_EXERCISE GOAL_: Search the records for "Some" and copy each line that holds it.

============

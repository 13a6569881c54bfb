//! The drive loop tying a field to a surface and a scheduler.

use plexus_core::FieldParams;
use rand::Rng;

use crate::field::ParticleField;
use crate::geometry::Point;
use crate::scheduler::FrameScheduler;
use crate::surface::Surface;

/// Lifecycle of an [`Animator`].
#[derive(Debug, Clone, Copy, PartialEq, Eq)]
pub enum Phase {
    /// Constructed, no frame requested yet.
    Idle,
    /// Frames are being requested; there is no way back to idle.
    Running,
}

/// A particle field rendering continuously onto its own surface.
#[derive(Debug)]
pub struct Animator<S> {
    field: ParticleField,
    surface: S,
    phase: Phase,
    frames: u64,
}

impl<S: Surface> Animator<S> {
    /// Build an idle animator, sizing the field from the surface.
    pub fn new<R: Rng + ?Sized>(surface: S, params: FieldParams, rng: &mut R) -> Self {
        let field = ParticleField::init(params, surface.size(), rng);
        Self {
            field,
            surface,
            phase: Phase::Idle,
            frames: 0,
        }
    }

    /// Build and start an animator if a surface is available.
    ///
    /// Without a surface nothing is initialized or scheduled.
    pub fn launch<R, F>(
        surface: Option<S>,
        params: FieldParams,
        rng: &mut R,
        scheduler: &mut F,
    ) -> Option<Self>
    where
        R: Rng + ?Sized,
        F: FrameScheduler + ?Sized,
    {
        let Some(surface) = surface else {
            tracing::warn!("no drawing surface, particle field not started");
            return None;
        };
        let mut animator = Self::new(surface, params, rng);
        animator.start(scheduler);
        Some(animator)
    }

    /// Request the first frame. Does nothing if already running.
    pub fn start<F: FrameScheduler + ?Sized>(&mut self, scheduler: &mut F) {
        if self.phase == Phase::Idle {
            self.phase = Phase::Running;
            scheduler.request_frame();
        }
    }

    /// Run one frame: update, draw, then ask for the next frame.
    pub fn animate<F: FrameScheduler + ?Sized>(&mut self, scheduler: &mut F) {
        if self.phase != Phase::Running {
            return;
        }
        self.field.update();
        self.field.draw(&mut self.surface);
        self.frames += 1;
        scheduler.request_frame();
    }

    /// Pick up the surface's current dimensions.
    pub fn resize(&mut self) {
        self.field.resize(self.surface.size());
    }

    pub fn pointer_moved(&mut self, position: Point) {
        self.field.set_pointer(position);
    }

    /// The pointer left the surface; stop pulling particles toward it.
    pub fn pointer_left(&mut self) {
        self.field.clear_pointer();
    }

    pub fn phase(&self) -> Phase {
        self.phase
    }

    /// Frames rendered so far.
    pub fn frames(&self) -> u64 {
        self.frames
    }

    pub fn field(&self) -> &ParticleField {
        &self.field
    }

    pub fn surface(&self) -> &S {
        &self.surface
    }

    pub fn surface_mut(&mut self) -> &mut S {
        &mut self.surface
    }
}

============

_RESPONSE FOR THIS EXERCISE_:
        let Some(surface) = surface else {
        Some(animator)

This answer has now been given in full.